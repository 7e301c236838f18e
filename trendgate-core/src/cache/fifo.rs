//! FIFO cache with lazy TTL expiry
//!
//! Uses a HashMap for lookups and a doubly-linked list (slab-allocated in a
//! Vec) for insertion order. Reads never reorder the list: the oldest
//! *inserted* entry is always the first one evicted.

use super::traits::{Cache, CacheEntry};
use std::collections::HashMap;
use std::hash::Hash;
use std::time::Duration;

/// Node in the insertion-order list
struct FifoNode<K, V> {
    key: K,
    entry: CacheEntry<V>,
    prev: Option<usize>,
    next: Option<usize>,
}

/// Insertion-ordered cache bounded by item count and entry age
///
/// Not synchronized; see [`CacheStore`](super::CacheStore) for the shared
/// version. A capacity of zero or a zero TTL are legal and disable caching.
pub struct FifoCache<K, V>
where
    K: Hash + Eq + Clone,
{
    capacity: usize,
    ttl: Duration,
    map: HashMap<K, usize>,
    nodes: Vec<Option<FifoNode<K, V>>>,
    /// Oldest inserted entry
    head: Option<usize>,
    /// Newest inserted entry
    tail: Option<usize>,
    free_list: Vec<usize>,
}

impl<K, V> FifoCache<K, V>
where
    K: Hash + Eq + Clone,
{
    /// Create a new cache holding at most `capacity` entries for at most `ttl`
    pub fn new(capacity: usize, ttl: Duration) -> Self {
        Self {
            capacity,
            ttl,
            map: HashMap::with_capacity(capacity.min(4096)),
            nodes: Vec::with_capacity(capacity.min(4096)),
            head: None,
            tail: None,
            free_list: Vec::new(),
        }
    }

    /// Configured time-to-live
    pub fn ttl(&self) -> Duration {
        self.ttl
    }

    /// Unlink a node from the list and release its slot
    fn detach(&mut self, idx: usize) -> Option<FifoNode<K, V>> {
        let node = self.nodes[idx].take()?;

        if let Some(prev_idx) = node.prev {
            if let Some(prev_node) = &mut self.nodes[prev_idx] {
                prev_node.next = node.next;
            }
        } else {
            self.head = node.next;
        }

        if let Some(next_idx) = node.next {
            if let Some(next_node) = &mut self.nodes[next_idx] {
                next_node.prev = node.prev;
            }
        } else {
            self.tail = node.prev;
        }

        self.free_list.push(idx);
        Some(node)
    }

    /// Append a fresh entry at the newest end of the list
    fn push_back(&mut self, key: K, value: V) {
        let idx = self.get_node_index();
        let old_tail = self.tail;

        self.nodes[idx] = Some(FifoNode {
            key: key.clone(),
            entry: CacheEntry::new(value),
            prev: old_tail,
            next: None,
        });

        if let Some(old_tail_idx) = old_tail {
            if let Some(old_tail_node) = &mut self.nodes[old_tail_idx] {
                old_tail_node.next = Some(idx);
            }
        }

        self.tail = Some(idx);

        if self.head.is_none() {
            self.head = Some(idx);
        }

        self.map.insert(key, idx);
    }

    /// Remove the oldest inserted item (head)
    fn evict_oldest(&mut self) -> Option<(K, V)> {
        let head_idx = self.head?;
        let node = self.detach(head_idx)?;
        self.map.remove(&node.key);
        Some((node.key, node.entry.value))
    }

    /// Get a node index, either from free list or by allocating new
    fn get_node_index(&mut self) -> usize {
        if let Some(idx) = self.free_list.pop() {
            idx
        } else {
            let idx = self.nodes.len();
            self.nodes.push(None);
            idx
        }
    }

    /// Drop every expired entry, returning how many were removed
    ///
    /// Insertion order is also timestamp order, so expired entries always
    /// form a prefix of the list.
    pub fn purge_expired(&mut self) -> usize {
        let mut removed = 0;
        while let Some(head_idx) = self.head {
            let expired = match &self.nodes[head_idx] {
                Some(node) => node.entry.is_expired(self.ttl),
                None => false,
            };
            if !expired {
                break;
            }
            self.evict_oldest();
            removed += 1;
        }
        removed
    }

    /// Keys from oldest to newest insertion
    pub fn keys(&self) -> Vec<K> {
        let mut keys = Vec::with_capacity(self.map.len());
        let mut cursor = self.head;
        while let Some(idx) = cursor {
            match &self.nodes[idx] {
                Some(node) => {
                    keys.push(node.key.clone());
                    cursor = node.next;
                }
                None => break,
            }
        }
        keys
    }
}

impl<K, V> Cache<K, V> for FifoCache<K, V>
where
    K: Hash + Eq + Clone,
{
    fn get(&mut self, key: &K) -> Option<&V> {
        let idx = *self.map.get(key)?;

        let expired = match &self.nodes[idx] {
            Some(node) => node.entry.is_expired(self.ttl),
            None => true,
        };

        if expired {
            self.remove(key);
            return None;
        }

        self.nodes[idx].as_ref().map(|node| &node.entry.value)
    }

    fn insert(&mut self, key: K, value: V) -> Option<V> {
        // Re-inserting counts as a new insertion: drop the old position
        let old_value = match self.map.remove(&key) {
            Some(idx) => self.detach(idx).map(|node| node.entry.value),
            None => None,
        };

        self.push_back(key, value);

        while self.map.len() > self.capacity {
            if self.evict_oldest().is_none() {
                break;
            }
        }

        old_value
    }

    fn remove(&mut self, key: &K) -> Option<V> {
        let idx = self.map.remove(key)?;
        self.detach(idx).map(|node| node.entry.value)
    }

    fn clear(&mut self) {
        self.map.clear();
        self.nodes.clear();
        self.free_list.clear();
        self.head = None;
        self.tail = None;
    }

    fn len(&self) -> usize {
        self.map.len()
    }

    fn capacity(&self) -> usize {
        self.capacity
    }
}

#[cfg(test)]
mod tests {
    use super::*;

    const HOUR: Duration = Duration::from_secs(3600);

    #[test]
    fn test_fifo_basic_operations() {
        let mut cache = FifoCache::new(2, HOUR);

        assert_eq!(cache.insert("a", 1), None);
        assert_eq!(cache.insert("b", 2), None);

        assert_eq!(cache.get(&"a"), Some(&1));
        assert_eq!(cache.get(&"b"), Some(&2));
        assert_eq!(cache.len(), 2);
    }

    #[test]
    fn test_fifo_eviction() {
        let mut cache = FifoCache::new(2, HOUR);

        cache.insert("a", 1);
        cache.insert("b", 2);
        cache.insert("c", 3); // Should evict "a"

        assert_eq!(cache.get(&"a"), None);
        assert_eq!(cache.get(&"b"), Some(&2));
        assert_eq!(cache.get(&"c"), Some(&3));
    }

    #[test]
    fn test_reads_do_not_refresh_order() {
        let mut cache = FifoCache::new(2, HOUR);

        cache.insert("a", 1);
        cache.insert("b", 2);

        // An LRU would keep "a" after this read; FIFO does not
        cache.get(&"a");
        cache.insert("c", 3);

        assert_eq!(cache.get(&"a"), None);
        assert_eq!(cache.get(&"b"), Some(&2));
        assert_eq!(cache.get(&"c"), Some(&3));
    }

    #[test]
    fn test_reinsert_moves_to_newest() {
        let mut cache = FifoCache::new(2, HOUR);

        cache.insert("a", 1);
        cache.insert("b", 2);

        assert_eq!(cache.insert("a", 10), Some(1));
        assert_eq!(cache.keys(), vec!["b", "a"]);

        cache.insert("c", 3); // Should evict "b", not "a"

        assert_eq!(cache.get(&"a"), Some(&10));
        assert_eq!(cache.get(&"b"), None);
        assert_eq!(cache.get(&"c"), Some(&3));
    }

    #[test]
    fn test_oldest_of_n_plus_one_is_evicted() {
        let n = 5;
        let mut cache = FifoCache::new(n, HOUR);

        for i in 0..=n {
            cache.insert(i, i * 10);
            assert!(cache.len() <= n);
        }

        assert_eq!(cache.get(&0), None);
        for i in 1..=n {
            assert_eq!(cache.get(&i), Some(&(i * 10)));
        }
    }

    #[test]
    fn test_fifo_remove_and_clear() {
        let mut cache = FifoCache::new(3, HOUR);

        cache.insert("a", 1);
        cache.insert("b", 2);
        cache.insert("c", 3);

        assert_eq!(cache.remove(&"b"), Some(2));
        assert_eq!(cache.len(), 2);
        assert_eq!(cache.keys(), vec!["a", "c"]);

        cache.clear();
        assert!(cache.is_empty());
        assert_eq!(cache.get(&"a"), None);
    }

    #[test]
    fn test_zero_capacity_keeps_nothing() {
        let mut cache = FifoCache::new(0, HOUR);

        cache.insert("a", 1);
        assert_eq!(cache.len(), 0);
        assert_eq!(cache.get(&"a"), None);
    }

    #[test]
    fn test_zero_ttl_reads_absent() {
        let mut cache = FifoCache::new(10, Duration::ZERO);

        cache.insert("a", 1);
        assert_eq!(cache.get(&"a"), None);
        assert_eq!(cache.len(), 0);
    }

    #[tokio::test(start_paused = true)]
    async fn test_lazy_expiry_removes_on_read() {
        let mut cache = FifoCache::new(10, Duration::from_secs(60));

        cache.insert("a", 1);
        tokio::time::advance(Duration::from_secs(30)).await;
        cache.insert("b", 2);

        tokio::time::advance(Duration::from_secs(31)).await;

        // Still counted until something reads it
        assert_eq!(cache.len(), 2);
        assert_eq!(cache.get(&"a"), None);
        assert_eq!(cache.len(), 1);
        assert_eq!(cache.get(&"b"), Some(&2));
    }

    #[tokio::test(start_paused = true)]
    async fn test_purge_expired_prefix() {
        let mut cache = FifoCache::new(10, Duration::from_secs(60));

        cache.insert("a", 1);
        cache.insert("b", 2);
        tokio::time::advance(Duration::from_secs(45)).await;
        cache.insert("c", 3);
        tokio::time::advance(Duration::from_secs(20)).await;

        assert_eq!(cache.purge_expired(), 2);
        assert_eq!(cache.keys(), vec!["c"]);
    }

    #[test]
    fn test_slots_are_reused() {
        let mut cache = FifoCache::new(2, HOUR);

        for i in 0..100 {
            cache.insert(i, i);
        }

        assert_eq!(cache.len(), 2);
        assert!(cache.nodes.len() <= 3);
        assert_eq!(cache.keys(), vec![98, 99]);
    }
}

===============

#### WORK ITEM:
Sift the data above for lines with "async", then copy each one.

#### EXPECTED ANSWER:
    async fn test_lazy_expiry_removes_on_read() {
    async fn test_purge_expired_prefix() {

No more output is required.